Stemming can be strong stemming (e.g. ‘houses’, ‘mice’ to word stems e.g. ‘hous’, ‘mic’) or weak
stemming (e.g. houses’, ‘mice’ to word stems e.g. ‘house’, ‘mouse’). For pre-processing of
English documents the PORTER stemming algorithm is often used, other algorithms for example
are: the n-Gram Stemmer and others like Snowball Stemming Algorithms, Lovins' English
stemmer etc.
Weighting
Weighting is the final stage in indexing application. Terms are weighted according to a given
weighting model which may include local weighting, global weighting or both. If local weights
are used, then term weights are normally expressed as term frequencies, tf. If global weights are
used, the weight of a term is given by IDF values. The most common (and basic) weighting
scheme is one in which local and global weights are used (weight of a term = tf*IDF). This is
commonly referred to as tf*IDF weighting.
Clustering of documents
Clustering is a process of grouping similar documents from a given set of documents. It will put
documents with similar content or with related topics into the same cluster (group). Each cluster
is assigned a label based on the content of the documents belong to this cluster.
k-mean clustering
K-means clustering is a partitioning method. It partitions data into k mutually exclusive clusters,
and returns the index of the cluster to which it has assigned each observation.
K-means treats each document in the collection as an object having a location in space.

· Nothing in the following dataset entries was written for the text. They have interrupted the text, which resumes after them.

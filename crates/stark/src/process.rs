//! Running external programs under a hard wall-clock deadline.

use std::io::Read;
#[cfg(unix)]
use std::os::unix::process::CommandExt;
use std::process::{Child, Command, ExitStatus, Stdio};
use std::thread;
use std::time::{Duration, Instant};

use crossbeam_channel::{bounded, RecvTimeoutError, Sender};
use log::warn;
use thiserror::Error;

const POLL_INTERVAL: Duration = Duration::from_millis(25);

#[derive(Error, Debug)]
pub enum ProcessError {
    #[error("Failed to start '{program}': {source}")]
    Spawn {
        program: String,
        #[source]
        source: std::io::Error,
    },

    #[error("Timeout expired: '{program}' did not finish within {after:?}")]
    Timeout { program: String, after: Duration },

    #[error("'{program}' failed: {diagnostic}")]
    Failed {
        program: String,
        code: Option<i32>,
        diagnostic: String,
    },

    #[error("Failed waiting for '{program}': {source}")]
    Wait {
        program: String,
        #[source]
        source: std::io::Error,
    },
}

impl ProcessError {
    pub fn is_timeout(&self) -> bool {
        matches!(self, ProcessError::Timeout { .. })
    }

    /// Exit code of a program that ran to completion and failed.
    pub fn exit_code(&self) -> Option<i32> {
        match self {
            ProcessError::Failed { code, .. } => *code,
            _ => None,
        }
    }
}

#[derive(Debug, Clone, Default)]
pub struct CommandOutput {
    pub stdout: String,
    pub stderr: String,
}

/// Runs `command` to completion, killing it once `timeout` has elapsed.
///
/// stdin is closed; stdout and stderr are captured. A non-zero exit becomes
/// [`ProcessError::Failed`] carrying the program's own diagnostic text.
///
/// The deadline covers the whole run, including collecting output. On Unix
/// the command gets its own process group and a timeout kills the group, so
/// helpers it started (e.g. `soffice.bin` behind the `libreoffice` wrapper)
/// do not outlive it. A timeout too large to represent as an [`Instant`]
/// means no deadline.
pub fn run_with_deadline(
    mut command: Command,
    timeout: Duration,
) -> Result<CommandOutput, ProcessError> {
    let program = command.get_program().to_string_lossy().into_owned();
    command
        .stdin(Stdio::null())
        .stdout(Stdio::piped())
        .stderr(Stdio::piped());
    #[cfg(unix)]
    command.process_group(0);

    let mut child = command.spawn().map_err(|source| ProcessError::Spawn {
        program: program.clone(),
        source,
    })?;
    let deadline = Instant::now().checked_add(timeout);

    let (sender, receiver) = bounded(2);
    if let Some(pipe) = child.stdout.take() {
        spawn_reader(Stream::Stdout, pipe, sender.clone());
    }
    if let Some(pipe) = child.stderr.take() {
        spawn_reader(Stream::Stderr, pipe, sender.clone());
    }
    drop(sender);

    let status: ExitStatus = loop {
        match child.try_wait() {
            Ok(Some(status)) => break status,
            Ok(None) => {
                let now = Instant::now();
                let pause = match deadline {
                    Some(deadline) if now >= deadline => {
                        kill_tree(&mut child);
                        return Err(ProcessError::Timeout {
                            program,
                            after: timeout,
                        });
                    }
                    Some(deadline) => POLL_INTERVAL.min(deadline - now),
                    None => POLL_INTERVAL,
                };
                thread::sleep(pause);
            }
            Err(source) => {
                kill_tree(&mut child);
                return Err(ProcessError::Wait { program, source });
            }
        }
    };

    // The child has exited, but anything it left in the background may still
    // hold the pipes open.
    let mut output = CommandOutput::default();
    loop {
        let next = match deadline {
            Some(deadline) => receiver.recv_deadline(deadline),
            None => receiver
                .recv()
                .map_err(|_| RecvTimeoutError::Disconnected),
        };
        match next {
            Ok((Stream::Stdout, text)) => output.stdout = text,
            Ok((Stream::Stderr, text)) => output.stderr = text,
            Err(RecvTimeoutError::Disconnected) => break,
            Err(RecvTimeoutError::Timeout) => {
                kill_group(&child);
                return Err(ProcessError::Timeout {
                    program,
                    after: timeout,
                });
            }
        }
    }

    if status.success() {
        Ok(output)
    } else {
        Err(ProcessError::Failed {
            program,
            code: status.code(),
            diagnostic: format_diagnostic(&output, status.code()),
        })
    }
}

#[derive(Debug, Clone, Copy)]
enum Stream {
    Stdout,
    Stderr,
}

// Reader threads that outlive a timeout exit on their own once the killed
// group releases the pipe; their send then fails silently.
fn spawn_reader<R: Read + Send + 'static>(
    stream: Stream,
    mut pipe: R,
    sender: Sender<(Stream, String)>,
) {
    thread::spawn(move || {
        let mut buf = Vec::new();
        let _ = pipe.read_to_end(&mut buf);
        let _ = sender.send((stream, String::from_utf8_lossy(&buf).into_owned()));
    });
}

/// Kills the child's whole process group, then the child itself, and reaps
/// it so no zombie is left behind.
fn kill_tree(child: &mut Child) {
    kill_group(child);
    let _ = child.kill();
    let _ = child.wait();
}

#[cfg(unix)]
fn kill_group(child: &Child) {
    use nix::errno::Errno;
    use nix::sys::signal::{killpg, Signal};
    use nix::unistd::Pid;

    // The child was spawned as leader of its own group, so its pid is the
    // group id.
    let Ok(raw) = i32::try_from(child.id()) else {
        return;
    };
    match killpg(Pid::from_raw(raw), Signal::SIGKILL) {
        Ok(()) | Err(Errno::ESRCH) => {}
        Err(err) => warn!("Failed to kill process group {}: {}", raw, err),
    }
}

#[cfg(not(unix))]
fn kill_group(_child: &Child) {}

/// Formats a failure with both stdout and stderr for better debugging.
fn format_diagnostic(output: &CommandOutput, code: Option<i32>) -> String {
    let stderr = output.stderr.trim();
    let stdout = output.stdout.trim();

    match (stderr.is_empty(), stdout.is_empty()) {
        (true, true) => match code {
            Some(code) => format!("exited with code {}", code),
            None => "terminated by signal".to_string(),
        },
        (true, false) => stdout.to_string(),
        (false, true) => stderr.to_string(),
        (false, false) => format!("{}\n{}", stderr, stdout),
    }
}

It finds a
partition in which objects within each cluster are as close to each other as possible, and as far
from objects in other clusters as possible.

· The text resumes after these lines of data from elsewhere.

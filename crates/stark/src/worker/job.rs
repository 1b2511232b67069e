use std::path::PathBuf;
use std::sync::atomic::{AtomicI64, Ordering};

use chrono::{DateTime, Utc};

use crate::config::DocumentFormat;
use crate::error::IntakeError;
use crate::sanitize;

static LAST_ID_MILLIS: AtomicI64 = AtomicI64::new(0);

/// Returns a `job-<millis>` id that is strictly greater than every id handed
/// out before it in this process.
fn next_job_id(now: DateTime<Utc>) -> String {
    let now_ms = now.timestamp_millis();
    let previous = LAST_ID_MILLIS
        .fetch_update(Ordering::AcqRel, Ordering::Acquire, |last| {
            Some(now_ms.max(last + 1))
        })
        .unwrap_or(now_ms);
    format!("job-{}", now_ms.max(previous + 1))
}

/// A single document on its way to the printer.
///
/// Built once at enqueue time and never mutated; outcomes live in the
/// history ledger.
#[derive(Debug, Clone)]
pub struct Job {
    pub id: String,
    /// Sanitized client filename; safe to join onto a directory.
    pub original_filename: String,
    /// Persisted upload. The worker that dequeues the job removes it.
    pub stored_path: PathBuf,
    pub client: String,
    pub received_at: DateTime<Utc>,
    pub format: DocumentFormat,
}

impl Job {
    /// Builds a job, re-validating the filename instead of trusting the caller.
    pub fn new(
        original_filename: &str,
        stored_path: PathBuf,
        client: &str,
        received_at: DateTime<Utc>,
    ) -> Result<Self, IntakeError> {
        let filename = sanitize::secure_filename(original_filename);
        if filename.is_empty() {
            return Err(IntakeError::EmptyFilename);
        }

        let format =
            DocumentFormat::from_filename(&filename).ok_or_else(|| IntakeError::UnsupportedFormat {
                extension: filename
                    .rsplit_once('.')
                    .map(|(_, ext)| ext.to_lowercase())
                    .unwrap_or_default(),
                allowed: DocumentFormat::allowed_list(),
            })?;

        Ok(Self {
            id: next_job_id(Utc::now()),
            original_filename: filename,
            stored_path,
            client: client.to_string(),
            received_at,
            format,
        })
    }
}

#[cfg(test)]
mod tests {
    use super::*;

    fn job(name: &str) -> Result<Job, IntakeError> {
        Job::new(name, PathBuf::from("/tmp/upload"), "10.0.0.7", Utc::now())
    }

    #[test]
    fn test_job_new() {
        let job = job("Report Q3.DOCX").unwrap();
        assert!(job.id.starts_with("job-"));
        assert_eq!(job.original_filename, "Report_Q3.DOCX");
        assert_eq!(job.format, DocumentFormat::Docx);
        assert_eq!(job.client, "10.0.0.7");
    }

    #[test]
    fn test_job_rejects_unsupported_format() {
        let err = job("notes.txt").unwrap_err();
        match err {
            IntakeError::UnsupportedFormat { extension, allowed } => {
                assert_eq!(extension, "txt");
                assert_eq!(allowed, "docx, pdf, pptx, xlsx");
            }
            other => panic!("unexpected error: {other:?}"),
        }
    }

    #[test]
    fn test_job_rejects_empty_name() {
        assert!(matches!(job("../.."), Err(IntakeError::EmptyFilename)));
        assert!(matches!(job(""), Err(IntakeError::EmptyFilename)));
    }

    #[test]
    fn test_job_sanitizes_traversal() {
        let job = job("../../etc/cron.d/evil.pdf").unwrap();
        assert_eq!(job.original_filename, "etc_cron.d_evil.pdf");
        assert_eq!(job.format, DocumentFormat::Pdf);
    }

    #[test]
    fn test_job_ids_strictly_increase() {
        let now = Utc::now();
        let ids: Vec<i64> = (0..50)
            .map(|_| {
                next_job_id(now)
                    .trim_start_matches("job-")
                    .parse::<i64>()
                    .unwrap()
            })
            .collect();
        assert!(ids.windows(2).all(|w| w[0] < w[1]));
    }
}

Each cluster in the partition is defined by its member objects and by its centroid, or center. The
centroid for each cluster is the point to which the sum of distances from all objects in that cluster
is minimized. kmeans computes cluster centroids differently for each distance measure, to
minimize the sum with respect to the measure that you specify.

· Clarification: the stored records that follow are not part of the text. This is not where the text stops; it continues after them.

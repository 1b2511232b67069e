//! Builders for configs and the shell scripts that stand in for
//! LibreOffice and `lp` during tests.

#![allow(dead_code)]

use std::path::Path;

use stark::config::{Config, ConverterConfig, HistoryConfig, PrinterConfig};

/// Converter script: copies `$3` (the input) to `$2/<stem>.pdf`.
pub const CONVERT_OK: &str = r#"in="$3"; base=$(basename "$in"); cp "$in" "$2/${base%.*}.pdf""#;

/// Converter script that fails the way LibreOffice does on a corrupt file.
pub const CONVERT_FAIL: &str = r#"echo "Error: source file could not be loaded" >&2; exit 1"#;

/// Converter script that exits cleanly without producing a PDF.
pub const CONVERT_NO_OUTPUT: &str = "exit 0";

/// Spooler script that appends the PDF name to `log` and acknowledges.
pub fn spool_to_log(log: &Path) -> String {
    format!(
        r#"basename "$1" >> '{}'; echo "request id is Office-7 (1 file(s))""#,
        log.display()
    )
}

/// Spooler script that never finishes within a one second deadline.
pub const SPOOL_HANG: &str = "sleep 5";

/// Builder for creating `Config` instances that point at test directories.
pub struct ConfigBuilder {
    config: Config,
}

impl ConfigBuilder {
    pub fn new(upload_dir: &Path, work_dir: &Path) -> Self {
        let config = Config {
            upload_directory: upload_dir.to_string_lossy().into_owned(),
            work_directory: work_dir.to_string_lossy().into_owned(),
            history: HistoryConfig {
                capacity: 200,
                query_limit: 100,
            },
            converter: ConverterConfig {
                command: "sh".to_string(),
                args: sh_args(CONVERT_OK),
                timeout_secs: 10,
            },
            printer: PrinterConfig {
                command: "sh".to_string(),
                args: sh_args("echo ok"),
                name: None,
                timeout_secs: 10,
            },
            ..Config::default()
        };
        Self { config }
    }

    pub fn worker_count(mut self, count: usize) -> Self {
        self.config.worker_count = count;
        self
    }

    pub fn max_file_size_mb(mut self, mb: u64) -> Self {
        self.config.max_file_size_mb = mb;
        self
    }

    pub fn history(mut self, capacity: usize, query_limit: usize) -> Self {
        self.config.history = HistoryConfig {
            capacity,
            query_limit,
        };
        self
    }

    pub fn converter_script(mut self, script: &str) -> Self {
        self.config.converter.args = sh_args(script);
        self
    }

    pub fn spooler_script(mut self, script: &str) -> Self {
        self.config.printer.args = sh_args(script);
        self
    }

    pub fn print_timeout_secs(mut self, secs: u64) -> Self {
        self.config.printer.timeout_secs = secs;
        self
    }

    pub fn build(self) -> Config {
        self.config
    }
}

/// `sh -c <script> sh`, so the per-job arguments land in `$1`, `$2`, ...
fn sh_args(script: &str) -> Vec<String> {
    vec!["-c".to_string(), script.to_string(), "sh".to_string()]
}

K-means uses an iterative algorithm that minimizes the sum of distances from each object to its
cluster centroid, over all clusters. This algorithm moves objects between clusters until the sum
cannot be decreased further. The result is a set of clusters that are as compact and well-separated
as possible.
Text mining
NMF can be used for text mining applications. In this process, a document-term matrix is
constructed with the weights of various terms (typically weighted word frequency information)
from a set of documents. This matrix is factored into a term-feature and a feature-document
matrix. The features are derived from the contents of the documents, and the feature-document
matrix describes data clusters of related documents.